• Provided entries:
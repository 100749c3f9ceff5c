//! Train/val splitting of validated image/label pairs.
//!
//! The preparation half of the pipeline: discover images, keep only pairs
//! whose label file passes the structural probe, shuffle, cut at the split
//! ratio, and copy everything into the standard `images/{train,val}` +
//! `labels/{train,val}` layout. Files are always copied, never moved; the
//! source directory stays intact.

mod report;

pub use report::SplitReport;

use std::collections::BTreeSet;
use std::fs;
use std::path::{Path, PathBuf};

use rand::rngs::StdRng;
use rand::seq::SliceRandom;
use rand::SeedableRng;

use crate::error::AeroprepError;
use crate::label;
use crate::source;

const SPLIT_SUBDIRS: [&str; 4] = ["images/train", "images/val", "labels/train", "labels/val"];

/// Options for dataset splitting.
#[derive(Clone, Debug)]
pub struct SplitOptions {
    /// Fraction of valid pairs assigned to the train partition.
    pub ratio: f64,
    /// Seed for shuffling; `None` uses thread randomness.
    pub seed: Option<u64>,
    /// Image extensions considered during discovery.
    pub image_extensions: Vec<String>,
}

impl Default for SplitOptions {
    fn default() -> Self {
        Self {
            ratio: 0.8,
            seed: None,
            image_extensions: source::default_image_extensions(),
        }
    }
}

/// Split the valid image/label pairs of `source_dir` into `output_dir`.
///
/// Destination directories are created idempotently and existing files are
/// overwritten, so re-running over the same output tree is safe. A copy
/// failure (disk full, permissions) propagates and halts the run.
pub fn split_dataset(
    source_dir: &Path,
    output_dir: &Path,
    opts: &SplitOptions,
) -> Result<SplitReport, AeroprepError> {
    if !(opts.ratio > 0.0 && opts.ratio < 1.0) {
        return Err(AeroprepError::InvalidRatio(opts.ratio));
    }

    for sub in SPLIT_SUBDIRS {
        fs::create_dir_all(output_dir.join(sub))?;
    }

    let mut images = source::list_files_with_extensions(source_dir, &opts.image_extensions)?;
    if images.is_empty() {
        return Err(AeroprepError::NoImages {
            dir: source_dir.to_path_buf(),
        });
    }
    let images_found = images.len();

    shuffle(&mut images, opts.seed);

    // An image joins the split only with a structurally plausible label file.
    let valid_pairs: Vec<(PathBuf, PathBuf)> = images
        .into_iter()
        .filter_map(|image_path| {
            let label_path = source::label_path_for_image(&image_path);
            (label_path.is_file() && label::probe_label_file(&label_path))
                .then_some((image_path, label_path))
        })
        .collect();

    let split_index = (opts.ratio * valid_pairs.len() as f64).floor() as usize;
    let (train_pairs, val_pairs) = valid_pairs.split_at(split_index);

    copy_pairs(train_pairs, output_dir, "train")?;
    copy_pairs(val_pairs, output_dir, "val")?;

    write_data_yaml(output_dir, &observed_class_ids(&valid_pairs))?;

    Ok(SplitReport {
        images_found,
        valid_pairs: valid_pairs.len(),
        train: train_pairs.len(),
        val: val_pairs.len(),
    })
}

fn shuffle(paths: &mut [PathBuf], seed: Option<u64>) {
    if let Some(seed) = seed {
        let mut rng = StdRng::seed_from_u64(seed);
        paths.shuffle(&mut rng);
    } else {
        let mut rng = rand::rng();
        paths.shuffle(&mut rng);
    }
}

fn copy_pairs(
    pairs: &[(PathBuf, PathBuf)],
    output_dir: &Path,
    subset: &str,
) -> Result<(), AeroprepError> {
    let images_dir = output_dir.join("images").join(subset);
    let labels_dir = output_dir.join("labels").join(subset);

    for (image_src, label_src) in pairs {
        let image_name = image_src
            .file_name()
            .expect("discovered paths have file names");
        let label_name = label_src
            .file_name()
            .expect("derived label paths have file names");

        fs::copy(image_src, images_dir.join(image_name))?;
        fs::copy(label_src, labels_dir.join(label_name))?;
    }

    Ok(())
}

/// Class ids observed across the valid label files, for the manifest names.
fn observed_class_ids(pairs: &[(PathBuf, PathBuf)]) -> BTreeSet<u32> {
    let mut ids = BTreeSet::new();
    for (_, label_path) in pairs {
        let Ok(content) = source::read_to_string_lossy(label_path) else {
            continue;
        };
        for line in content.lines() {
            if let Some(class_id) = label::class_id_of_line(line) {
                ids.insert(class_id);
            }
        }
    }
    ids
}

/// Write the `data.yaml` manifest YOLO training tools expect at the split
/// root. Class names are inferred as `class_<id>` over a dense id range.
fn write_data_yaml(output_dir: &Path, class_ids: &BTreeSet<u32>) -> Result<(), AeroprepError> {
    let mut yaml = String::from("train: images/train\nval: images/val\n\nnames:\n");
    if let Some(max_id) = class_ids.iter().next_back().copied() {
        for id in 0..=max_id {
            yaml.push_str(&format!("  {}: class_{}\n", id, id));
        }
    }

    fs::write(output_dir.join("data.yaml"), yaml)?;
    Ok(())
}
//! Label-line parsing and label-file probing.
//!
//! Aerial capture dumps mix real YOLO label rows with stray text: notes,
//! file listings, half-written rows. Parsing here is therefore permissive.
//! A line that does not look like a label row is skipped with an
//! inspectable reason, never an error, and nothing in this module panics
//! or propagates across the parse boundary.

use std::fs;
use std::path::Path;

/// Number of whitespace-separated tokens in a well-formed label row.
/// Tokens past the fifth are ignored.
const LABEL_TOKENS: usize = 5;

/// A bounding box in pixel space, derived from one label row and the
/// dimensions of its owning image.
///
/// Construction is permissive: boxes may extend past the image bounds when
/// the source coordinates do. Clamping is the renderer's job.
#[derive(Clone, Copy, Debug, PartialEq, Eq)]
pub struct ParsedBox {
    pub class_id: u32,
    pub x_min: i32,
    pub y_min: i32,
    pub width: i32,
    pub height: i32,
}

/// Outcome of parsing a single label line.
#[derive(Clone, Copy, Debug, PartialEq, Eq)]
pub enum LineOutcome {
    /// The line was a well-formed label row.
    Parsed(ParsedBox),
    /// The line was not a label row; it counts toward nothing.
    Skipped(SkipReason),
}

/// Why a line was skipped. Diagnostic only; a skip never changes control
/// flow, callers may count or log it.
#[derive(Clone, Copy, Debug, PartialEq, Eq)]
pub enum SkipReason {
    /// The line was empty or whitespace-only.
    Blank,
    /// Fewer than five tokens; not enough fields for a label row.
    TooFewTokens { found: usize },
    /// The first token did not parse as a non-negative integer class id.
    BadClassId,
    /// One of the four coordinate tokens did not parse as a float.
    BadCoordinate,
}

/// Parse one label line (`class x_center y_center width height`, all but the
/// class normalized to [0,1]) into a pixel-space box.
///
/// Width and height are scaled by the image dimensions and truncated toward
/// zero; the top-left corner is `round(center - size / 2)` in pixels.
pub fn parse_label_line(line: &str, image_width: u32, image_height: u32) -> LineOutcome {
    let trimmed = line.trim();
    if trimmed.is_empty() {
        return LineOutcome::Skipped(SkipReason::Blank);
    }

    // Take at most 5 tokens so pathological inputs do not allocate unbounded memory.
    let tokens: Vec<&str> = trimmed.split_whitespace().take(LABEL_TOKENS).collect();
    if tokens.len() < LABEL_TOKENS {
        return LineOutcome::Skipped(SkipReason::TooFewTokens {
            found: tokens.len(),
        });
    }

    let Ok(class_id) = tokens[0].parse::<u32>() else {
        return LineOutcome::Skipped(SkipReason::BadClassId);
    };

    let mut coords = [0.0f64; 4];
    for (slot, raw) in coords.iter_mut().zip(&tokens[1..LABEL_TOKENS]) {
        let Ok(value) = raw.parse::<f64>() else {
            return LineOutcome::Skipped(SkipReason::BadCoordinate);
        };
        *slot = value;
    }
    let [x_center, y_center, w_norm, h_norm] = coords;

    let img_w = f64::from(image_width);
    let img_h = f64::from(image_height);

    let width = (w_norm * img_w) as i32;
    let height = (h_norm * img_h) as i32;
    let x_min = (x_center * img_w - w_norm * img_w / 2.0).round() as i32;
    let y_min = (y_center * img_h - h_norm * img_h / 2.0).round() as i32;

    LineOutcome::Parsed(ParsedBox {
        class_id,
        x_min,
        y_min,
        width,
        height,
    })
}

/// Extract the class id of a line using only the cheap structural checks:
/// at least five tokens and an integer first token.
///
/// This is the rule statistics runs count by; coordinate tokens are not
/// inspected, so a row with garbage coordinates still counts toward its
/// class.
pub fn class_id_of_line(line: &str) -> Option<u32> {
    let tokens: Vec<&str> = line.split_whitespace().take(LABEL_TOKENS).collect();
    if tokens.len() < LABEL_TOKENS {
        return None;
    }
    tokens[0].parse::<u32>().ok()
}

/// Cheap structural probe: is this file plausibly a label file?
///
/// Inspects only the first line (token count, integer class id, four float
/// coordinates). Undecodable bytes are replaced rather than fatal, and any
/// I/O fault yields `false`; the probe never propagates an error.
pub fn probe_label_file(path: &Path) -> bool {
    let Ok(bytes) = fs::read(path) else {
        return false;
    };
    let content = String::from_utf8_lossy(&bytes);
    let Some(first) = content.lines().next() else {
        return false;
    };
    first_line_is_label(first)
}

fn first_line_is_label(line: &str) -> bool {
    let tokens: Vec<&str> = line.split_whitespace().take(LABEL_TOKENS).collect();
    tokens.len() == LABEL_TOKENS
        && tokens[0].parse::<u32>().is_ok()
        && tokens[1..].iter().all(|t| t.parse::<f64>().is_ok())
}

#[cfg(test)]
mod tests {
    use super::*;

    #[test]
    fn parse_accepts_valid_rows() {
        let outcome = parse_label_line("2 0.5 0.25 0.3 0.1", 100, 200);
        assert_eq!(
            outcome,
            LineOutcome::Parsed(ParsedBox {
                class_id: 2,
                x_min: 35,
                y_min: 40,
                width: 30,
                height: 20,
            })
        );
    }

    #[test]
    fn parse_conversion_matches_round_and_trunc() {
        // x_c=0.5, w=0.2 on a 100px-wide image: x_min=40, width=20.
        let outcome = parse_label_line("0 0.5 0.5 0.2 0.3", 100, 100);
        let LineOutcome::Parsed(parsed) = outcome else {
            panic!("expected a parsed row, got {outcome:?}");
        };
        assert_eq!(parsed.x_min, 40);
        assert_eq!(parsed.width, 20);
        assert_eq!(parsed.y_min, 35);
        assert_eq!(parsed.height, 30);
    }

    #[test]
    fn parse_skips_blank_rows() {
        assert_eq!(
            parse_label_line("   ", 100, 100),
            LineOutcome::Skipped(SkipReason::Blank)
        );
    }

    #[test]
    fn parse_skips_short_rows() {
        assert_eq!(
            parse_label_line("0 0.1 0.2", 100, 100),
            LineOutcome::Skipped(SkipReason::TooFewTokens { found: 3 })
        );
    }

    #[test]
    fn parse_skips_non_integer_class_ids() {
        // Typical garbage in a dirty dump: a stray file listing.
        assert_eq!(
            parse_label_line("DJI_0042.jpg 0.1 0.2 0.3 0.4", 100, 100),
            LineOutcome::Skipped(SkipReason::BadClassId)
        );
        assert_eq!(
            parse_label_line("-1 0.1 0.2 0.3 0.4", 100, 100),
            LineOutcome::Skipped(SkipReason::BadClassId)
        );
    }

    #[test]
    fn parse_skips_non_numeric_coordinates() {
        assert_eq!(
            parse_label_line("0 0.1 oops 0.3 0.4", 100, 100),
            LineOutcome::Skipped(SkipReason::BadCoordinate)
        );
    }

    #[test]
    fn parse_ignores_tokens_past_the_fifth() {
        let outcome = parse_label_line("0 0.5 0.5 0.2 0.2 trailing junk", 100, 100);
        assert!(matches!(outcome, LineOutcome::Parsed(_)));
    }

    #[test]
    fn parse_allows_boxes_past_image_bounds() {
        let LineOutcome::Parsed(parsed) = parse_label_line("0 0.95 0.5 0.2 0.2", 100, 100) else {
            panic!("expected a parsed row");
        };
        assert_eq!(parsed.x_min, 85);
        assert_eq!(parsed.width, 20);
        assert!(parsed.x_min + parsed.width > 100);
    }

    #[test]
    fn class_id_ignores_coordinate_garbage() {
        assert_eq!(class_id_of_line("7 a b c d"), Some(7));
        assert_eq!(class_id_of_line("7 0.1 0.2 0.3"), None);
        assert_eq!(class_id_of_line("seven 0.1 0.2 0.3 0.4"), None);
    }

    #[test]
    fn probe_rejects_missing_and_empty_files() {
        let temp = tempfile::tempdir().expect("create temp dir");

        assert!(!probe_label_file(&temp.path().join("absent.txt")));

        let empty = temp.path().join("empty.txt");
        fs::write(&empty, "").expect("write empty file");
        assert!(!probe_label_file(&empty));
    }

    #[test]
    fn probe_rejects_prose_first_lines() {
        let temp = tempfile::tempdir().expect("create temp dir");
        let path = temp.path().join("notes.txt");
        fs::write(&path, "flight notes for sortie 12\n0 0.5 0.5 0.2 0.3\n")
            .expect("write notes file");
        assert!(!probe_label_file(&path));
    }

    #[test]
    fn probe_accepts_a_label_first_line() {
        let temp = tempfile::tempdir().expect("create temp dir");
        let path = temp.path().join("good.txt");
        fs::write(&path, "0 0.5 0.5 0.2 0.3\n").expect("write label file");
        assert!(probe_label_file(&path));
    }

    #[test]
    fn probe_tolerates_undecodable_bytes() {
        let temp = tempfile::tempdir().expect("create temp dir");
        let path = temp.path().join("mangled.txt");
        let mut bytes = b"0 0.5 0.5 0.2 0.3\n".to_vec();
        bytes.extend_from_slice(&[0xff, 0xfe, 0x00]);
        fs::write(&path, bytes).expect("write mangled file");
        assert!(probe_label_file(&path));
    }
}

• What is expected:
Everything from the line containing "assert!(!probe_label_file(&path));" to the end of the listing above must be returned exactly. Both end lines belong in it.

• Result:
        assert!(!probe_label_file(&path));
    }

    #[test]
    fn probe_accepts_a_label_first_line() {
        let temp = tempfile::tempdir().expect("create temp dir");
        let path = temp.path().join("good.txt");
        fs::write(&path, "0 0.5 0.5 0.2 0.3\n").expect("write label file");
        assert!(probe_label_file(&path));
    }

    #[test]
    fn probe_tolerates_undecodable_bytes() {
        let temp = tempfile::tempdir().expect("create temp dir");
        let path = temp.path().join("mangled.txt");
        let mut bytes = b"0 0.5 0.5 0.2 0.3\n".to_vec();
        bytes.extend_from_slice(&[0xff, 0xfe, 0x00]);
        fs::write(&path, bytes).expect("write mangled file");
        assert!(probe_label_file(&path));
    }
}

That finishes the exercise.